Comment expliquer la montée vertigineuse du nombre de personnes décédées à la suite d’interpellations policières ? Pour Youssef Boussoumah, le racisme structurel qui traverse la société, y est pour quelque chose. Un racisme qui serait selon lui, exacerbé par l’attitude de l’Etat Français, principal responsable de la multiplication de ces crimes. Les policiers, instrumentalisés, ne sont qu’un aboutissement du long bras de l’Etat » précise-t-il, persuadé que « ces meurtres démocratiques » n’auront aucune suite éducative » tant que l’Etat Français « néocolonial » n’aura pas fait son autocritique. Les massacres du 17 octobre 1961 sont à ce titre, révélateurs. « Il y a une omerta sur un meurtre public. L’Etat français a massacré des centaines d’algériens sans qu’aujourd’hui il éprouve la moindre repentance. Comment voulez vous que cet Etat soit critique face aux meurtres policiers ? » s’indigne-il. Et de poursuivre : « Il y a une longue pratique de la rafle dans ce pays. Nous sommes dans la continuité de cette approche coloniale », à l’image des propos tenus par Maurice Papon, alors Préfet de Police qui avait dit le 17 octobre 1961 : « je vous couvre quoique que vous fassiez » rappelle Youssef Boussoumah. « C’est ce que les policiers ont dans la tête. Le problème est là.

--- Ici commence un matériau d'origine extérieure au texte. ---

//! `CREATE` statements and the DDL entry point.
//!
//! Each `CREATE` validates everything first, then allocates storage,
//! writes the schema rows and bumps the schema cookie. The catalog is
//! updated last.

use std::collections::HashSet;

use tracing::debug;

use super::ConnectionContext;
use crate::btree::{BtreePayload, InsertFlags, TreeKind};
use crate::catalog::schema_table::{append_row, SchemaRow};
use crate::catalog::{IndexDef, TableDef, MAIN_DB, TEMP_DB};
use crate::dml::index_values;
use crate::error::{HorizonError, Result};
use crate::record::{encode_index_key, encode_key_prefix};
use crate::sql::ddl::{
    parse_ddl, CreateIndex, CreateTable, CreateTrigger, CreateView, CreateVirtualTable,
    DdlStatement, DropKind, QualifiedName, TriggerTiming,
};
use crate::types::Value;

fn check_reserved(name: &str) -> Result<()> {
    if name.len() >= 7 && name.as_bytes()[..7].eq_ignore_ascii_case(b"sqlite_") {
        return Err(HorizonError::InvalidSql(format!(
            "object name reserved for internal use: {name}"
        )));
    }
    Ok(())
}

impl ConnectionContext {
    /// Run one `CREATE` or `DROP` statement.
    #[tracing::instrument(skip_all, level = "debug")]
    pub fn execute_ddl(&mut self, sql: &str) -> Result<()> {
        if self.oom {
            return Err(HorizonError::OutOfMemory);
        }
        let statement = parse_ddl(sql)?;
        let text = sql.trim().trim_end_matches(';').trim_end();
        match statement {
            DdlStatement::CreateTable(stmt) => self.create_table(&stmt, text),
            DdlStatement::CreateIndex(stmt) => self.create_index(&stmt, text),
            DdlStatement::CreateView(stmt) => self.create_view(&stmt, text),
            DdlStatement::CreateTrigger(stmt) => self.create_trigger(&stmt, text),
            DdlStatement::CreateVirtualTable(stmt) => self.create_virtual_table(&stmt, text),
            DdlStatement::Drop(stmt) => {
                let qualifier = stmt.name.schema.as_deref();
                let name = &stmt.name.name;
                match stmt.kind {
                    DropKind::Table => self.drop_table(name, qualifier, false, stmt.if_exists),
                    DropKind::View => self.drop_table(name, qualifier, true, stmt.if_exists),
                    DropKind::Index => self.drop_index(name, qualifier, stmt.if_exists),
                    DropKind::Trigger => self.drop_trigger(name, qualifier, stmt.if_exists),
                }
            }
        }
    }

    /// Database a new object goes to.
    fn create_target(&self, name: &QualifiedName, temp: bool) -> Result<usize> {
        match (&name.schema, temp) {
            (Some(db), true) if !db.eq_ignore_ascii_case("temp") => Err(HorizonError::InvalidSql(
                "temporary table name must be unqualified".into(),
            )),
            (_, true) => Ok(TEMP_DB),
            (Some(db), false) => self.resolve_db(db),
            (None, false) => Ok(MAIN_DB),
        }
    }

    /// `Ok(true)` when the name is free, `Ok(false)` when it is taken and
    /// `IF NOT EXISTS` was given.
    fn name_available(&self, db: usize, name: &str, if_not_exists: bool) -> Result<bool> {
        match self.catalog.schema(db)?.name_in_use(name) {
            None => Ok(true),
            Some(_) if if_not_exists => Ok(false),
            Some(kind) => Err(HorizonError::AlreadyExists(format!("{kind} {name}"))),
        }
    }

    fn read_only_check(&mut self, db: usize) -> Result<()> {
        if self.btree(db)?.is_read_only() {
            return Err(HorizonError::ReadOnly(format!(
                "database {} is read-only",
                self.catalog.db_name(db)
            )));
        }
        Ok(())
    }

    fn create_table(&mut self, stmt: &CreateTable, sql: &str) -> Result<()> {
        let db = self.create_target(&stmt.name, stmt.temp)?;
        let name = &stmt.name.name;
        check_reserved(name)?;
        if !self.name_available(db, name, stmt.if_not_exists)? {
            return Ok(());
        }
        let (mut table, mut autoindexes) = TableDef::from_create(db, 0, stmt, sql)?;
        self.read_only_check(db)?;

        let btree = self.btree(db)?;
        table.root = btree.create_tree(TreeKind::Table)?;
        for index in &mut autoindexes {
            index.root = btree.create_tree(TreeKind::Index)?;
        }
        append_row(btree, &SchemaRow::new("table", name, name, table.root, Some(sql)))?;
        for index in &autoindexes {
            append_row(btree, &SchemaRow::new("index", &index.name, name, index.root, None))?;
        }
        btree.bump_schema_cookie()?;

        let schema = self.catalog.schema_mut(db)?;
        schema.add_table(table)?;
        for index in autoindexes {
            schema.add_index(index)?;
        }
        debug!(db, table = %name, "created table");
        Ok(())
    }

    fn create_index(&mut self, stmt: &CreateIndex, sql: &str) -> Result<()> {
        let db = match &stmt.name.schema {
            Some(q) => self.resolve_db(q)?,
            None => self.catalog.find_table(&stmt.table, None).map_or(MAIN_DB, |t| t.db),
        };
        let name = &stmt.name.name;
        check_reserved(name)?;
        let table = self
            .catalog
            .schema(db)?
            .table(&stmt.table)
            .cloned()
            .ok_or_else(|| {
                HorizonError::NoSuchObject(format!(
                    "no such table: {}.{}",
                    self.catalog.db_name(db),
                    stmt.table
                ))
            })?;
        if !self.name_available(db, name, stmt.if_not_exists)? {
            return Ok(());
        }
        let mut index = IndexDef::from_create(db, 0, stmt, &table, sql)?;
        self.read_only_check(db)?;

        // Build the entries from the existing rows first so a UNIQUE
        // violation fails before anything is written.
        let rows = self.scan_rows(db, &table.name)?;
        let entries: Vec<(Vec<Value>, i64)> = rows
            .iter()
            .map(|(rowid, row)| (index_values(&index, row), *rowid))
            .collect();
        if index.unique {
            let mut seen = HashSet::new();
            for (values, _) in entries.iter().filter(|(v, _)| !v.iter().any(Value::is_null)) {
                if !seen.insert(encode_key_prefix(values)) {
                    return Err(HorizonError::ConstraintViolation(format!(
                        "UNIQUE constraint failed: {}",
                        index.describe_columns(&table)
                    )));
                }
            }
        }

        let btree = self.btree(db)?;
        index.root = btree.create_tree(TreeKind::Index)?;
        btree.with_cursor(index.root, TreeKind::Index, true, |bt, cur| {
            for (values, rowid) in &entries {
                let key = encode_index_key(values, *rowid);
                bt.insert(cur, &BtreePayload::index(key), InsertFlags::NONE, 0)?;
            }
            Ok(())
        })?;
        append_row(btree, &SchemaRow::new("index", name, &table.name, index.root, Some(sql)))?;
        btree.bump_schema_cookie()?;

        self.catalog.schema_mut(db)?.add_index(index)?;
        debug!(db, index = %name, entries = entries.len(), "created index");
        Ok(())
    }

    fn create_view(&mut self, stmt: &CreateView, sql: &str) -> Result<()> {
        let db = self.create_target(&stmt.name, stmt.temp)?;
        let name = &stmt.name.name;
        check_reserved(name)?;
        if !self.name_available(db, name, stmt.if_not_exists)? {
            return Ok(());
        }
        let view = TableDef::from_view(db, stmt, sql);
        self.read_only_check(db)?;

        let btree = self.btree(db)?;
        append_row(btree, &SchemaRow::new("view", name, name, 0, Some(sql)))?;
        btree.bump_schema_cookie()?;
        self.catalog.schema_mut(db)?.add_table(view)?;
        debug!(db, view = %name, "created view");
        Ok(())
    }

    fn create_trigger(&mut self, stmt: &CreateTrigger, sql: &str) -> Result<()> {
        let db = self.create_target(&stmt.name, stmt.temp)?;
        let name = &stmt.name.name;
        check_reserved(name)?;
        let lookup = if db == TEMP_DB { None } else { Some(db) };
        let table = self
            .catalog
            .find_table(&stmt.table, lookup)
            .ok_or_else(|| HorizonError::NoSuchObject(format!("no such table: {}", stmt.table)))?;
        match (table.is_view(), stmt.timing) {
            (true, TriggerTiming::Before | TriggerTiming::After) => {
                return Err(HorizonError::InvalidSql(format!(
                    "cannot create {} trigger on view: {}",
                    if stmt.timing == TriggerTiming::Before { "BEFORE" } else { "AFTER" },
                    table.name
                )))
            }
            (false, TriggerTiming::InsteadOf) => {
                return Err(HorizonError::InvalidSql(format!(
                    "cannot create INSTEAD OF trigger on table: {}",
                    table.name
                )))
            }
            _ => {}
        }
        if self.catalog.schema(db)?.trigger(name).is_some() {
            if stmt.if_not_exists {
                return Ok(());
            }
            return Err(HorizonError::AlreadyExists(format!("trigger {name}")));
        }
        let trigger = crate::catalog::TriggerDef::from_create(db, stmt, sql);
        self.read_only_check(db)?;

        let btree = self.btree(db)?;
        append_row(btree, &SchemaRow::new("trigger", name, &trigger.table, 0, Some(sql)))?;
        btree.bump_schema_cookie()?;
        self.catalog.schema_mut(db)?.add_trigger(trigger)?;
        debug!(db, trigger = %name, "created trigger");
        Ok(())
    }

    fn create_virtual_table(&mut self, stmt: &CreateVirtualTable, sql: &str) -> Result<()> {
        let db = self.create_target(&stmt.name, false)?;
        let name = &stmt.name.name;
        check_reserved(name)?;
        if !self.name_available(db, name, stmt.if_not_exists)? {
            return Ok(());
        }
        let vtab = TableDef::from_virtual(db, stmt, sql);
        self.read_only_check(db)?;

        let btree = self.btree(db)?;
        append_row(btree, &SchemaRow::new("table", name, name, 0, Some(sql)))?;
        btree.bump_schema_cookie()?;
        self.catalog.schema_mut(db)?.add_table(vtab)?;
        debug!(db, table = %name, module = %stmt.module, "created virtual table");
        Ok(())
    }
}

#[cfg(test)]
mod tests {
    use super::*;
    use crate::catalog::schema_table::read_rows;
    use crate::connection::{Config, Connection};

    fn conn() -> Connection {
        Connection::open_in_memory(Config::default()).unwrap()
    }

    #[test]
    fn create_table_writes_schema_rows_and_autoindexes() {
        let conn = conn();
        let mut ctx = conn.lock().unwrap();
        let cookie = ctx.btree(MAIN_DB).unwrap().schema_cookie();
        ctx.execute_ddl("CREATE TABLE t(a TEXT PRIMARY KEY, b UNIQUE);").unwrap();
        assert_eq!(ctx.btree(MAIN_DB).unwrap().schema_cookie(), cookie + 1);

        let rows = read_rows(ctx.btree(MAIN_DB).unwrap()).unwrap();
        let summary: Vec<(&str, &str, bool)> = rows
            .iter()
            .map(|r| (r.kind.as_str(), r.name.as_str(), r.sql.is_some()))
            .collect();
        assert_eq!(
            summary,
            [
                ("table", "t", true),
                ("index", "sqlite_autoindex_t_1", false),
                ("index", "sqlite_autoindex_t_2", false),
            ]
        );
        assert_eq!(rows[0].sql.as_deref(), Some("CREATE TABLE t(a TEXT PRIMARY KEY, b UNIQUE)"));
        let index = ctx.catalog().find_index("sqlite_autoindex_t_1", None).unwrap();
        assert_eq!(i64::from(index.root), rows[1].rootpage);
    }

    #[test]
    fn names_are_checked() {
        let conn = conn();
        let mut ctx = conn.lock().unwrap();
        ctx.execute_ddl("CREATE TABLE t(a)").unwrap();
        let err = ctx.execute_ddl("CREATE TABLE T(b)").unwrap_err();
        assert_eq!(err.to_string(), "table T already exists");
        ctx.execute_ddl("CREATE TABLE IF NOT EXISTS t(b)").unwrap();
        assert!(matches!(ctx.execute_ddl("CREATE VIEW t AS SELECT 1"), Err(HorizonError::AlreadyExists(_))));
        assert!(matches!(ctx.execute_ddl("CREATE TABLE sqlite_x(a)"), Err(HorizonError::InvalidSql(_))));
        assert!(matches!(ctx.execute_ddl("CREATE TABLE nope.x(a)"), Err(HorizonError::NoSuchObject(_))));
    }

    #[test]
    fn unique_index_over_duplicates_fails_cleanly() {
        let conn = conn();
        let mut ctx = conn.lock().unwrap();
        ctx.execute_ddl("CREATE TABLE t(a)").unwrap();
        for v in [1, 2, 2] {
            ctx.insert_row(MAIN_DB, "t", None, vec![Value::Integer(v)]).unwrap();
        }
        let catalog = ctx.catalog().clone();
        let pages = ctx.btree(MAIN_DB).unwrap().page_count();
        let err = ctx.execute_ddl("CREATE UNIQUE INDEX t_a ON t(a)").unwrap_err();
        assert_eq!(err.to_string(), "constraint failed: UNIQUE constraint failed: t.a");
        assert_eq!(*ctx.catalog(), catalog);
        assert_eq!(ctx.btree(MAIN_DB).unwrap().page_count(), pages);

        ctx.execute_ddl("CREATE INDEX t_a ON t(a)").unwrap();
        assert_eq!(ctx.index_entries(MAIN_DB, "t_a").unwrap().len(), 3);
    }

    #[test]
    fn trigger_targets_are_checked() {
        let conn = conn();
        let mut ctx = conn.lock().unwrap();
        ctx.execute_ddl("CREATE TABLE t(a)").unwrap();
        ctx.execute_ddl("CREATE VIEW v AS SELECT a FROM t").unwrap();
        assert!(ctx.execute_ddl("CREATE TRIGGER x BEFORE DELETE ON v BEGIN SELECT 1; END").is_err());
        assert!(ctx.execute_ddl("CREATE TRIGGER x INSTEAD OF DELETE ON t BEGIN SELECT 1; END").is_err());
        assert!(ctx.execute_ddl("CREATE TRIGGER x AFTER DELETE ON missing BEGIN SELECT 1; END").is_err());
        ctx.execute_ddl("CREATE TRIGGER x INSTEAD OF DELETE ON v BEGIN SELECT 1; END").unwrap();
        assert!(matches!(
            ctx.execute_ddl("CREATE TRIGGER x AFTER DELETE ON t BEGIN SELECT 1; END"),
            Err(HorizonError::AlreadyExists(_))
        ));
    }

    #[test]
    fn virtual_tables_have_no_storage() {
        let conn = conn();
        let mut ctx = conn.lock().unwrap();
        ctx.execute_ddl("CREATE VIRTUAL TABLE docs USING fts5(body)").unwrap();
        let docs = ctx.catalog().find_table("docs", None).unwrap();
        assert_eq!(docs.root, 0);
        assert_eq!(docs.module.as_deref(), Some("fts5"));
        ctx.execute_ddl("DROP TABLE docs").unwrap();
        assert!(ctx.catalog().find_table("docs", None).is_none());
    }

    #[test]
    fn read_only_databases_refuse_ddl() {
        let dir = tempfile::TempDir::new().unwrap();
        let path = dir.path().join("ro.hdb");
        Connection::open(&path, Config::default()).unwrap().close().unwrap();
        let conn = Connection::open(&path, Config::default().with_read_only(true)).unwrap();
        let mut ctx = conn.lock().unwrap();
        assert!(matches!(ctx.execute_ddl("CREATE TABLE t(a)"), Err(HorizonError::ReadOnly(_))));
        assert!(ctx.catalog().find_table("t", None).is_none());
    }
}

Nous aurons encore à déplorer de nombreux morts de ce genre ».

« Pour une question de paix sociale, la justice n’osera jamais condamner des agents de police (…)

Pour une jeune femme du public, le véritable frein à l’établissement de la vérité, est la justice française. Pour une question de paix sociale, la justice n’osera jamais condamner des agents de police ; à moins que la mobilisation ne soit massive, analyse-t-elle. Pour mettre les chances de leur côté, elle appelle au rassemblement massif devant le tribunal correctionnel de Grasse lors du procès des deux agents de la BAC. Des départs en bus s’organiseront depuis Marseille, une fois la date du procès révélée.

Aujourd’hui, comment renverser la tendance ? Le contexte actuel n’est pas pour rassurer puisque la Commission Nationale de Déontologie de la Sécurité créée en 2000 et chargée de veiller au respect de la déontologie des personnes exerçant des activités de sécurité, va être supprimée. Un membre du public propose de créer des groupes de vigilance à l’image de ceux qui existent déjà aux Etats-Unis. Un autre suggère de répondre à la violence par une violence canalisée. « Les familles devraient arrêter de contenir les jeunes. A trop pacifier, on appelle à ce que cela se répète » lance un auditeur. Une analyse qui n’est pas partagée par la majorité des personnes présentes dans la salle et pour lesquelles la violence ne saurait que stigmatiser la même catégorie de la population. Pour Walid Klai, les solutions se trouvent essentiellement dans les mobilisations massives, dans les rencontres initiées lors de débats ou de conférences mais aussi dans l’interpellation des partis politiques « à qui l’on demanderait d’interdire cette fameuse clé d’étranglement » et de briser le mur de silence qui couvre toutes ces injustices. Faire du bruit passe aussi par la conscientisation politique des enfants issus l’immigration. « Investir les partis politiques et s’introduire dans les organismes de décision est essentiel » soumet une jeune femme.

Pour changer la donne, il faudrait également envisager un autre type de police propose Youssef Boussoumah. Cela passe notamment par la formation des policiers, dont les syndicats sont de plus en plus nombreux à vouloir dénoncer les pressions qu’ils subissent au quotidien pour remplir les quotas imposés par l’Etat et dont la politique du chiffre favorise les dérives policières. Pour un membre du public, la politique d’immigration est la cause de toutes ces tensions. C’est une politique qui façonne l’image de l’étranger. « Il ne faut donc pas parler de bavures policières mais d’un système contre lequel les citoyens doivent lutter ».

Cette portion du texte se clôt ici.